Work instruction:
How many lines in the records below contain the word "differ"? Answer with the number and nothing else.

Stored items:
━━━━━━

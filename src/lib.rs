//! # numarray
//!
//! Runtime dispatch and conversion engine for numeric arrays that may be
//! scalar, dense or sparse, and real or complex.
//!
//! ## Crates
//!
//! - [`core`] (`numarray-core`) - array representations, storage, errors,
//!   finiteness checkers and execution strategies
//! - [`kernels`] (`numarray-kernels`) - arithmetic, transcendental,
//!   structural and special-matrix kernels
//! - [`dispatch`] (`numarray-dispatch`) - converter graph, dispatch registry,
//!   resolver and the [`Engine`]
//!
//! ## Quick start
//!
//! ```rust
//! use numarray::prelude::*;
//!
//! let engine = Engine::new(EngineConfig::default()).unwrap();
//! let x = NumericArray::dense(vec![0.5, 2.0], 1, 2).unwrap();
//!
//! // |2.0| > 1 sends the whole array to the complex domain
//! let y = engine.apply(Operation::Atanh, &[&x]).unwrap();
//! assert_eq!(y.domain(), Domain::Complex);
//! ```

pub use numarray_core as core;
pub use numarray_dispatch as dispatch;
pub use numarray_kernels as kernels;

pub use numarray_core::{
    check_finite, check_finite_with, Complex64, DenseMatrix, Domain, Error, NumericArray,
    ReportPolicy, Representation, Result, Shape, SparseMatrix, Structure,
};
pub use numarray_dispatch::{Engine, EngineConfig};
pub use numarray_kernels::Operation;

/// Everything needed to build an engine and call it
pub mod prelude {
    pub use numarray_core::prelude::*;
    pub use numarray_core::{ExecutionStrategy, ReportPolicy};
    pub use numarray_dispatch::{Engine, EngineConfig};
    pub use numarray_kernels::Operation;
}
//! Structural transforms
//!
//! Reshaping and storage changes that never touch values: transposition,
//! compression to sparse, expansion to dense and concatenation.
//! Concatenating two sparse operands, or a sparse with anything else, stays
//! sparse; all other combinations produce a dense result.

use crate::kernel::{typed_operand, unsupported_for, Kernel};
use crate::operation::Operation;
use num_complex::Complex64;
use numarray_core::{
    DenseMatrix, Domain, Element, Error, ExecutionContext, Matrix, MatrixRef, NumericArray,
    Result, SparseMatrix, Structure,
};

/// Transpose of any operand; scalars are their own transpose
pub fn transpose<T: Element>(input: MatrixRef<'_, T>) -> Matrix<T> {
    match input {
        MatrixRef::Scalar(v) => Matrix::Scalar(v),
        MatrixRef::Dense(d) => Matrix::Dense(d.transpose()),
        MatrixRef::Sparse(s) => Matrix::Sparse(s.transpose()),
    }
}

/// Compress to sparse storage, dropping explicit zeros of dense input
pub fn to_sparse<T: Element>(input: MatrixRef<'_, T>) -> SparseMatrix<T> {
    match input {
        MatrixRef::Scalar(v) => SparseMatrix::from_dense(&DenseMatrix::filled(v, 1, 1)),
        MatrixRef::Dense(d) => SparseMatrix::from_dense(d),
        MatrixRef::Sparse(s) => s.clone(),
    }
}

/// Expand to dense storage
///
/// # Errors
/// `InvalidArray` if the element count overflows.
pub fn to_full<T: Element>(input: MatrixRef<'_, T>) -> Result<DenseMatrix<T>> {
    input.to_dense()
}

/// Stack `top` above `bottom`
///
/// # Errors
/// `DimensionMismatch` if the column counts differ.
pub fn vertcat<T: Element>(top: MatrixRef<'_, T>, bottom: MatrixRef<'_, T>) -> Result<Matrix<T>> {
    let (a, b) = (top.shape(), bottom.shape());
    if a.cols != b.cols {
        return Err(Error::dimension_mismatch(Operation::Vertcat.name(), a, b));
    }
    let rows = stacked_extent(Operation::Vertcat, a.rows, b.rows)?;
    if is_sparse_pair(top, bottom) {
        let (top, bottom) = (to_sparse(top), to_sparse(bottom));
        let mut col_ptr = Vec::with_capacity(a.cols + 1);
        let mut row_idx = Vec::with_capacity(top.nnz() + bottom.nnz());
        let mut data = Vec::with_capacity(top.nnz() + bottom.nnz());
        col_ptr.push(0);
        for c in 0..a.cols {
            let (rows, values) = top.column(c);
            row_idx.extend_from_slice(rows);
            data.extend_from_slice(values);
            let (rows, values) = bottom.column(c);
            row_idx.extend(rows.iter().map(|r| r + a.rows));
            data.extend_from_slice(values);
            col_ptr.push(row_idx.len());
        }
        return SparseMatrix::new(col_ptr, row_idx, data, rows, a.cols).map(Matrix::Sparse);
    }

    let (top, bottom) = (top.to_dense()?, bottom.to_dense()?);
    let mut data = Vec::with_capacity(top.len() + bottom.len());
    for c in 0..a.cols {
        data.extend_from_slice(top.column(c));
        data.extend_from_slice(bottom.column(c));
    }
    DenseMatrix::new(data, rows, a.cols).map(Matrix::Dense)
}

/// Place `left` beside `right`
///
/// # Errors
/// `DimensionMismatch` if the row counts differ.
pub fn horzcat<T: Element>(left: MatrixRef<'_, T>, right: MatrixRef<'_, T>) -> Result<Matrix<T>> {
    let (a, b) = (left.shape(), right.shape());
    if a.rows != b.rows {
        return Err(Error::dimension_mismatch(Operation::Horzcat.name(), a, b));
    }
    let cols = stacked_extent(Operation::Horzcat, a.cols, b.cols)?;
    if is_sparse_pair(left, right) {
        let (left, right) = (to_sparse(left), to_sparse(right));
        let offset = left.nnz();
        let col_ptr: Vec<usize> = left
            .col_ptr()
            .iter()
            .copied()
            .chain(right.col_ptr()[1..].iter().map(|p| p + offset))
            .collect();
        let row_idx = [left.row_idx(), right.row_idx()].concat();
        let data = [left.data(), right.data()].concat();
        return SparseMatrix::new(col_ptr, row_idx, data, a.rows, cols).map(Matrix::Sparse);
    }

    // Column-major storage makes horizontal concatenation a buffer append
    let data = [left.to_dense()?.into_data(), right.to_dense()?.into_data()].concat();
    DenseMatrix::new(data, a.rows, cols).map(Matrix::Dense)
}

/// Combined extent along the concatenated axis
fn stacked_extent(operation: Operation, first: usize, second: usize) -> Result<usize> {
    first.checked_add(second).ok_or_else(|| {
        Error::invalid_array(format!("{operation} result extent {first} + {second} overflows"))
    })
}

fn is_sparse_pair<T: Element>(a: MatrixRef<'_, T>, b: MatrixRef<'_, T>) -> bool {
    a.structure() == Structure::Sparse || b.structure() == Structure::Sparse
}

/// Kernel for structural operations in one domain
#[derive(Clone, Copy, Debug)]
pub struct StructuralKernel {
    operation: Operation,
    domain: Domain,
}

impl StructuralKernel {
    /// # Errors
    /// `Configuration` if `operation` is not structural.
    pub fn new(operation: Operation, domain: Domain) -> Result<Self> {
        match operation {
            Operation::Transpose
            | Operation::Sparse
            | Operation::Full
            | Operation::Vertcat
            | Operation::Horzcat => Ok(Self { operation, domain }),
            other => Err(Error::Configuration(format!(
                "{other} is not a structural operation"
            ))),
        }
    }

    fn eval_in<T: Element>(&self, operands: &[&NumericArray]) -> Result<NumericArray> {
        let op = self.operation;
        let first = typed_operand::<T>(op, operands, 0)?;
        let result = match op {
            Operation::Transpose => transpose(first),
            Operation::Sparse => Matrix::Sparse(to_sparse(first)),
            Operation::Full => Matrix::Dense(to_full(first)?),
            Operation::Vertcat => vertcat(first, typed_operand::<T>(op, operands, 1)?)?,
            Operation::Horzcat => horzcat(first, typed_operand::<T>(op, operands, 1)?)?,
            _ => return Err(unsupported_for(op, operands)),
        };
        Ok(T::wrap(result))
    }
}

impl Kernel for StructuralKernel {
    fn operation(&self) -> Operation {
        self.operation
    }

    fn eval(&self, _ctx: &ExecutionContext, operands: &[&NumericArray]) -> Result<NumericArray> {
        match self.domain {
            Domain::Real => self.eval_in::<f64>(operands),
            Domain::Complex => self.eval_in::<Complex64>(operands),
        }
    }
}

━━━━━━

Task response:
2